Society is divided, the horrors of the early years are fading as the fencers become more effective. Protests break out over government control and the polarised views of the Fae. Some think the fae are monstrous aberrations, something to be locked away and feared. Other believe the faerie queen is their god, offering salvation once a year allowing a life after death, a blessing. New religions bloom from the need to navigate a changed world and infiltrate every level of society.
This book starts with a haunting scene and keeps pulling you in. Leaning into more traditional interpretations of Fae and also taking inspiration from Jeff Vandermeer’s writing. The forces that encompass the Harbours leach out and change the outside world. The land inside the harbours in unrecognisable. Things that were familiar become alien, the natural world is distorted and changed. Wonder and dread bleed together. Further information is shared with official reports interspersed between allowing for a micro and macro building of this world.
We follow Evangaline and Calidore, Fencers and prized government assets as they prepare for the equinox in a world of shifting public opinion and the threat of the Fae and their queen constantly looming. We also enter their home, peering into their family life and meeting their beloved daughter Winnie. The family unit is a real labour of love, an anchor to ground Cal and Evangeline amidst the horror, chaos and trauma they find themselves surrounded by.
The Harbours morph the familiar into the unknown. Nothing is incorruptible. When a person dies on the equinox, they are charged. The Fencers are indoctrinated to believe nothing human remains. The religious Sylvans believe the opposite.
Something unimaginable happens and Cal and Evangeline are forced to reconsider everything they know.
A story of human adaption, betrayal, corruption, sacrifice and hope when the odds are stacked against you.
The story and world is both devastating and beautiful.
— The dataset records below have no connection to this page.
impl InferenceOrchestrator {
    /// Builds an orchestrator over `providers`, in any order.
    #[must_use]
    pub fn new(mut providers: Vec<Arc<ModelProvider>>, cache: Arc<ResponseCache>, config: &InferenceConfig) -> Self {
        providers.sort_by_key(|p| (!p.tier().is_local(), p.priority()));
        Self {
            providers,
            admission: AdmissionController::from_config(config),
            cache,
            params: GenerationParams::from(config),
            provider_timeout: config.provider_timeout(),
            cooldown: config.provider_cooldown(),
            use_cloud_fallback: config.use_cloud_fallback,
        }
    }

    /// Providers that take part in the chain, in order.
    fn chain(&self) -> impl Iterator<Item = &Arc<ModelProvider>> {
        self.providers
            .iter()
            .filter(move |p| p.tier().is_local() || self.use_cloud_fallback)
    }

    fn record_failure(&self, provider: &ModelProvider, error: &ProviderError) {
        warn!(provider = provider.name(), tier = %provider.tier(), error = %error, "provider call failed");
        provider.mark_failure(error, self.cooldown, Instant::now());
    }

    fn store(&self, fingerprint: Option<&Fingerprint>, decision: &Decision, text: &str) {
        if let Some(fp) = fingerprint {
            self.cache
                .put(fp.clone(), decision.clone(), text.to_string(), self.cache.default_ttl());
        }
    }

    /// Whole-response explanation.
    ///
    /// # Errors
    ///
    /// Only capacity errors from admission control. Provider failures end
    /// in the template explanation instead.
    pub async fn explain(&self, request: &ExplainRequest) -> Result<Explanation, ComplianceError> {
        let permit = self.admission.acquire().await?;
        let prompt = build_prompt(
            &request.question,
            &request.decision,
            &request.entities,
            request.role,
            &request.history,
        );

        for provider in self.chain() {
            if !provider.is_healthy() {
                debug!(provider = provider.name(), "skipping provider in cool-down");
                continue;
            }
            let started = Instant::now();
            let outcome = tokio::time::timeout(self.provider_timeout, provider.generator().generate(&prompt, &self.params))
                .await
                .unwrap_or(Err(ProviderError::Timeout(self.provider_timeout)));
            match outcome {
                Ok(text) if !text.trim().is_empty() => {
                    provider.mark_success();
                    drop(permit);
                    info!(
                        provider = provider.name(),
                        latency_ms = duration_to_ms(started.elapsed()),
                        "explanation generated"
                    );
                    self.store(request.fingerprint.as_ref(), &request.decision, &text);
                    return Ok(Explanation {
                        text,
                        source: ExplanationSource::Provider,
                        provider: Some(provider.name().to_string()),
                        partial: false,
                    });
                }
                Ok(_) => self.record_failure(provider, &ProviderError::Failed("empty response".into())),
                Err(error) => self.record_failure(provider, &error),
            }
        }

        drop(permit);
        warn!("provider chain exhausted; using template explanation");
        Ok(Explanation::template(&request.decision, &request.entities))
    }

    /// Streamed explanation.
    ///
    /// Admission happens before this returns, so capacity errors surface
    /// here rather than inside the stream.
    ///
    /// # Errors
    ///
    /// Only capacity errors from admission control.
    pub async fn explain_stream(self: &Arc<Self>, request: ExplainRequest) -> Result<ExplanationStream, ComplianceError> {
        let permit = self.admission.acquire().await?;
        let (tx, rx) = mpsc::channel(STREAM_BUFFER);
        let this = Arc::clone(self);
        tokio::spawn(async move {
            this.produce_stream(request, permit, tx).await;
        });
        Ok(stream::unfold(rx, |mut rx| async move { rx.recv().await.map(|event| (event, rx)) }).boxed())
    }

    async fn produce_stream(&self, request: ExplainRequest, permit: AdmissionPermit, tx: mpsc::Sender<ExplanationEvent>) {
        let prompt = build_prompt(
            &request.question,
            &request.decision,
            &request.entities,
            request.role,
            &request.history,
        );

        for provider in self.chain() {
            if !provider.is_healthy() {
                debug!(provider = provider.name(), "skipping provider in cool-down");
                continue;
            }

            let opened = until_closed(
                &tx,
                tokio::time::timeout(self.provider_timeout, provider.generator().generate_stream(&prompt, &self.params)),
            )
            .await;
            let mut chunks = match opened {
                None => {
                    debug!("stream consumer went away before the provider answered");
                    return;
                }
                Some(Ok(Ok(chunks))) => chunks,
                Some(Ok(Err(error))) => {
                    self.record_failure(provider, &error);
                    continue;
                }
                Some(Err(_elapsed)) => {
                    self.record_failure(provider, &ProviderError::Timeout(self.provider_timeout));
                    continue;
                }
            };

            let mut delivered = String::new();
            loop {
                let next = match until_closed(&tx, tokio::time::timeout(self.provider_timeout, chunks.next())).await {
                    None => {
                        debug!(provider = provider.name(), "stream cancelled by consumer");
                        return;
                    }
                    Some(Ok(item)) => item,
                    Some(Err(_elapsed)) => Some(Err(ProviderError::Timeout(self.provider_timeout))),
                };
                match next {
                    Some(Ok(chunk)) => {
                        if chunk.is_empty() {
                            continue;
                        }
                        delivered.push_str(&chunk);
                        if tx.send(ExplanationEvent::Chunk(chunk)).await.is_err() {
                            return;
                        }
                    }
                    None if delivered.trim().is_empty() => {
                        self.record_failure(provider, &ProviderError::Failed("empty stream".into()));
                        break;
                    }
                    None => {
                        provider.mark_success();
                        drop(permit);
                        self.store(request.fingerprint.as_ref(), &request.decision, &delivered);
                        let _ = tx
                            .send(ExplanationEvent::Completed(Explanation {
                                text: delivered,
                                source: ExplanationSource::Provider,
                                provider: Some(provider.name().to_string()),
                                partial: false,
                            }))
                            .await;
                        return;
                    }
                    Some(Err(error)) => {
                        self.record_failure(provider, &error);
                        if delivered.is_empty() {
                            break;
                        }
                        drop(permit);
                        warn!(provider = provider.name(), "stream ended early; returning partial explanation");
                        let _ = tx
                            .send(ExplanationEvent::Completed(Explanation {
                                text: delivered,
                                source: ExplanationSource::Provider,
                                provider: Some(provider.name().to_string()),
                                partial: true,
                            }))
                            .await;
                        return;
                    }
                }
            }
        }

        drop(permit);
        warn!("provider chain exhausted; streaming template explanation");
        let explanation = Explanation::template(&request.decision, &request.entities);
        for chunk in split_chunks(&explanation.text, DEFAULT_STREAM_CHUNKS) {
            if tx.send(ExplanationEvent::Chunk(chunk)).await.is_err() {
                return;
            }
        }
        let _ = tx.send(ExplanationEvent::Completed(explanation)).await;
    }

    /// Stops admitting new explanation requests.
    pub fn shutdown(&self) {
        self.admission.close();
        info!("inference orchestrator closed");
    }

    /// `true` once [`InferenceOrchestrator::shutdown`] ran.
    #[must_use]
    pub fn is_shut_down(&self) -> bool {
        self.admission.is_closed()
    }

    /// `true` if at least one local provider is outside its cool-down.
    #[must_use]
    pub fn has_healthy_local(&self) -> bool {
        self.providers.iter().any(|p| p.tier().is_local() && p.is_healthy())
    }

    /// `true` if cloud fallback is enabled and a cloud provider is healthy.
    #[must_use]
    pub fn cloud_available(&self) -> bool {
        self.use_cloud_fallback && self.providers.iter().any(|p| !p.tier().is_local() && p.is_healthy())
    }

    /// Admission pool snapshot.
    #[must_use]
    pub fn admission_stats(&self) -> AdmissionStats {
        self.admission.stats()
    }

    /// Full status report.
    #[must_use]
    pub fn status(&self) -> OrchestratorStatus {
        OrchestratorStatus {
            admission: self.admission.stats(),
            providers: self.providers.iter().map(|p| p.status()).collect(),
            cloud_fallback: self.use_cloud_fallback,
        }
    }
}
The fencers have some incredibly original powers and the characters are at the heart of this story.
What holds us together? What makes us who we are? What are you willing to sacrifice to hold on to the one thing that matters most?
The Bloodless Queens is lyrically haunting and gripping.
There’s no safety in this world, characters lives hang on a knife’s edge and the threat doesn’t always come from where you think it will. The environment, politics, religion, loyalty, love, hope - all examined in the microcosm of this universe. Fantastic!